Saved entries:

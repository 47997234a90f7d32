//! Single consumer of the update queue.
//!
//! Updates are handled one at a time, in queue order. Each is routed by its
//! payload tag:
//!
//! - `inline_query`: convert the query and answer with one article per
//!   candidate
//! - `message` in a private chat: `/start` gets the greeting, any other
//!   command has its argument converted, plain text is converted whole; the
//!   best candidate is sent back as a reply
//!
//! Whatever goes wrong with one update is logged and the loop moves on.

use std::collections::HashSet;

use thiserror::Error;
use tokio::sync::mpsc;

use super::command::parse_command;
use super::emitter::Emitter;
use crate::api::{ChatOutbound, InlineQuery, InlineQueryResultArticle, Message, Update, UpdateKind};
use crate::ime::{Candidate, Converter, ImeError};

const LOG_TARGET: &str = "imebot::dispatch";

/// Why one update could not be processed
#[derive(Debug, Error)]
pub enum DispatchError {
    #[error("malformed update {update_id}: {source}")]
    Malformed {
        update_id: i64,
        source: serde_json::Error,
    },

    #[error("conversion failed: {0}")]
    Conversion(#[from] ImeError),
}

/// What handling an update led to; mostly useful to tests and logs.
#[derive(Debug, Clone, PartialEq, Eq)]
pub enum Outcome {
    AnsweredInline { results: usize },
    Replied,
    /// Nothing to send (empty text, no candidates, group chat, other payload)
    Ignored,
}

pub struct Dispatcher<C, O> {
    converter: C,
    emitter: Emitter<O>,
    username: Option<String>,
}

impl<C: Converter, O: ChatOutbound> Dispatcher<C, O> {
    pub fn new(converter: C, emitter: Emitter<O>, username: Option<String>) -> Self {
        Self {
            converter,
            emitter,
            username,
        }
    }

    /// Consume the queue until it is closed and empty.
    pub async fn run(&self, queue: &mut mpsc::UnboundedReceiver<Update>) {
        while let Some(update) = queue.recv().await {
            self.dispatch(update).await;
        }
        log::info!(target: LOG_TARGET, "Update queue drained and closed");
    }

    /// Wait for every reply and answer queued so far to be sent.
    pub async fn shutdown(&self) {
        self.emitter.shutdown().await;
    }

    /// Handle one update, logging instead of returning its failure.
    pub async fn dispatch(&self, update: Update) {
        let update_id = update.update_id;
        match self.handle(update).await {
            Ok(outcome) => log::debug!(target: LOG_TARGET, "Update {}: {:?}", update_id, outcome),
            Err(e) => log::error!(
                target: LOG_TARGET,
                "Failed to process update {}: {}",
                update_id,
                e
            ),
        }
    }

    /// Route one update. Errors stay with this update.
    pub async fn handle(&self, update: Update) -> Result<Outcome, DispatchError> {
        log::debug!(target: LOG_TARGET, "Update: {:?}", update);
        let kind = update.kind().map_err(|source| DispatchError::Malformed {
            update_id: update.update_id,
            source,
        })?;

        match kind {
            UpdateKind::InlineQuery(query) => self.handle_inline_query(query).await,
            UpdateKind::Message(message) => self.handle_message(message).await,
            UpdateKind::Unsupported(tag) => {
                log::debug!(target: LOG_TARGET, "Ignoring {} update", tag);
                Ok(Outcome::Ignored)
            }
        }
    }

    async fn handle_inline_query(&self, query: InlineQuery) -> Result<Outcome, DispatchError> {
        let text = query.query.trim();
        let candidates = self.converter.candidates(text).await?;
        if candidates.is_empty() {
            return Ok(Outcome::Ignored);
        }

        let results = inline_results(&candidates);
        log::info!(
            target: LOG_TARGET,
            "{} -> {:?}",
            text,
            candidates.iter().map(|c| c.text.as_str()).collect::<Vec<_>>()
        );
        let count = results.len();
        self.emitter.answer_inline_query(query.id, results);
        Ok(Outcome::AnsweredInline { results: count })
    }

    async fn handle_message(&self, message: Message) -> Result<Outcome, DispatchError> {
        if !message.chat.is_private() {
            return Ok(Outcome::Ignored);
        }
        let text = message.text.as_deref().unwrap_or("").trim();

        let response = match parse_command(text, self.username.as_deref()) {
            Some(cmd) if cmd.name == "start" => Some(self.greeting()),
            Some(cmd) => self.best_candidate(cmd.argument).await?,
            None => self.best_candidate(text).await?,
        };

        let Some(response) = response else {
            return Ok(Outcome::Ignored);
        };
        match self
            .emitter
            .send_message(message.chat.id, &response, Some(message.message_id))
        {
            Some(_) => Ok(Outcome::Replied),
            None => Ok(Outcome::Ignored),
        }
    }

    async fn best_candidate(&self, text: &str) -> Result<Option<String>, ImeError> {
        let candidates = self.converter.candidates(text).await?;
        Ok(candidates.into_iter().next().map(|c| c.text))
    }

    fn greeting(&self) -> String {
        match &self.username {
            Some(name) => format!(
                "This is an inline bot. Send me text directly or use @{}",
                name
            ),
            None => "This is an inline bot. Send me text directly or mention me inline".to_string(),
        }
    }
}

/// One article per distinct candidate text, in candidate order.
pub fn inline_results(candidates: &[Candidate]) -> Vec<InlineQueryResultArticle> {
    let mut seen = HashSet::new();
    candidates
        .iter()
        .filter(|c| seen.insert(c.text.as_str()))
        .map(|c| InlineQueryResultArticle::new(&c.text, &c.description))
        .collect()
}
//! Conversion of phonetic input into candidate text.
//!
//! Two strategies sit behind [`Converter`]:
//! - [`RimeConverter`]: the external engine, reached through [`ImeBridge`]
//! - [`SimpleIme`]: the in-process dictionary fallback
//!
//! [`Engine`] picks one of them from settings.

pub mod bridge;
pub mod simple;

use std::future::Future;
use std::path::PathBuf;

use thiserror::Error;
use zhconv::{Variant, zhconv};

pub use bridge::{CommandLauncher, EngineSession, ImeBridge, Launcher};
pub use simple::SimpleIme;

use crate::config::{EngineKind, ImeSettings};

/// Errors from IME engines
#[derive(Debug, Error)]
pub enum ImeError {
    /// The engine process could not be started
    #[error("Failed to spawn {program}: {message}")]
    Spawn { program: String, message: String },

    /// The engine went away and the single retry did not bring it back
    #[error("IME engine exited: {0}")]
    Exited(String),

    /// The engine did not answer within the configured read timeout
    #[error("IME engine did not answer in time")]
    Timeout,

    /// The engine's answer was not UTF-8
    #[error("IME engine sent invalid UTF-8: {0}")]
    Decode(#[from] std::string::FromUtf8Error),

    /// Fallback dictionary missing or malformed
    #[error("Failed to load dictionary {path}: {message}")]
    Dictionary { path: PathBuf, message: String },

    #[error("Invalid IME settings: {0}")]
    Settings(String),

    #[error("IO error: {0}")]
    Io(#[from] std::io::Error),
}

/// One conversion result offered to the user.
#[derive(Debug, Clone, PartialEq, Eq)]
pub struct Candidate {
    pub text: String,
    /// Short label naming where the candidate came from
    pub description: String,
}

impl Candidate {
    pub fn new(text: impl Into<String>, description: impl Into<String>) -> Self {
        Self {
            text: text.into(),
            description: description.into(),
        }
    }
}

/// Turns phonetic input into candidates, best first. Empty input yields no
/// candidates.
pub trait Converter: Send + Sync + 'static {
    fn candidates(
        &self,
        text: &str,
    ) -> impl Future<Output = Result<Vec<Candidate>, ImeError>> + Send;
}

/// Label attached to candidates from the external engine
pub const RIME_LABEL: &str = "Rime";
/// Label attached to the simplified-script fallback candidate
pub const SIMPLE_HANS_LABEL: &str = "Simple IME (zh-hans)";
/// Label attached to the traditional-script fallback candidate
pub const SIMPLE_HANT_LABEL: &str = "Simple IME (zh-hant)";

/// Candidates from the external engine: its single answer line.
#[derive(Debug)]
pub struct RimeConverter<L = CommandLauncher> {
    bridge: ImeBridge<L>,
}

impl<L: Launcher> RimeConverter<L> {
    pub fn new(bridge: ImeBridge<L>) -> Self {
        Self { bridge }
    }
}

impl<L: Launcher + 'static> Converter for RimeConverter<L> {
    async fn candidates(&self, text: &str) -> Result<Vec<Candidate>, ImeError> {
        let answer = self.bridge.convert(text).await?;
        if answer.is_empty() {
            return Ok(Vec::new());
        }
        Ok(vec![Candidate::new(answer, RIME_LABEL)])
    }
}

/// Fallback candidates: the dictionary output in simplified script first,
/// then in traditional script. Both are returned even when equal.
impl Converter for SimpleIme {
    async fn candidates(&self, text: &str) -> Result<Vec<Candidate>, ImeError> {
        if text.is_empty() {
            return Ok(Vec::new());
        }
        let converted = self.convert(text);
        if converted.is_empty() {
            return Ok(Vec::new());
        }
        Ok(vec![
            Candidate::new(zhconv(&converted, Variant::ZhHans), SIMPLE_HANS_LABEL),
            Candidate::new(zhconv(&converted, Variant::ZhHant), SIMPLE_HANT_LABEL),
        ])
    }
}

/// The conversion strategy chosen in settings.
#[derive(Debug)]
pub enum Engine {
    Rime(RimeConverter),
    Simple(SimpleIme),
}

impl Engine {
    /// Build the configured engine. For `rime` this spawns the process, so an
    /// unlaunchable engine fails here, at startup.
    pub fn from_settings(settings: &ImeSettings) -> Result<Self, ImeError> {
        match settings.engine {
            EngineKind::Rime => {
                let program = settings
                    .program
                    .as_deref()
                    .filter(|p| !p.is_empty())
                    .ok_or_else(|| ImeError::Settings("ime.program is not set".to_string()))?;
                let launcher = CommandLauncher::new(program)
                    .args(settings.args.iter().cloned())
                    .workdir(&settings.workdir);
                let bridge =
                    ImeBridge::start(launcher)?.with_read_timeout(settings.read_timeout());
                Ok(Engine::Rime(RimeConverter::new(bridge)))
            }
            EngineKind::Simple => {
                let path = settings.dictionary.as_deref().ok_or_else(|| {
                    ImeError::Settings("ime.dictionary is not set".to_string())
                })?;
                Ok(Engine::Simple(SimpleIme::load(path)?))
            }
        }
    }
}

impl Converter for Engine {
    async fn candidates(&self, text: &str) -> Result<Vec<Candidate>, ImeError> {
        match self {
            Engine::Rime(rime) => rime.candidates(text).await,
            Engine::Simple(simple) => simple.candidates(text).await,
        }
    }
}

PROBLEM DESCRIPTION:
From the first line above through the line that contains "pub struct Dispatcher<C, O>", quote each line exactly. Output nothing more.

EXERCISE ANSWER:
repository 47997234a90f7d32
//! Single consumer of the update queue.
//!
//! Updates are handled one at a time, in queue order. Each is routed by its
//! payload tag:
//!
//! - `inline_query`: convert the query and answer with one article per
//!   candidate
//! - `message` in a private chat: `/start` gets the greeting, any other
//!   command has its argument converted, plain text is converted whole; the
//!   best candidate is sent back as a reply
//!
//! Whatever goes wrong with one update is logged and the loop moves on.

use std::collections::HashSet;

use thiserror::Error;
use tokio::sync::mpsc;

use super::command::parse_command;
use super::emitter::Emitter;
use crate::api::{ChatOutbound, InlineQuery, InlineQueryResultArticle, Message, Update, UpdateKind};
use crate::ime::{Candidate, Converter, ImeError};

const LOG_TARGET: &str = "imebot::dispatch";

/// Why one update could not be processed
#[derive(Debug, Error)]
pub enum DispatchError {
    #[error("malformed update {update_id}: {source}")]
    Malformed {
        update_id: i64,
        source: serde_json::Error,
    },

    #[error("conversion failed: {0}")]
    Conversion(#[from] ImeError),
}

/// What handling an update led to; mostly useful to tests and logs.
#[derive(Debug, Clone, PartialEq, Eq)]
pub enum Outcome {
    AnsweredInline { results: usize },
    Replied,
    /// Nothing to send (empty text, no candidates, group chat, other payload)
    Ignored,
}

pub struct Dispatcher<C, O> {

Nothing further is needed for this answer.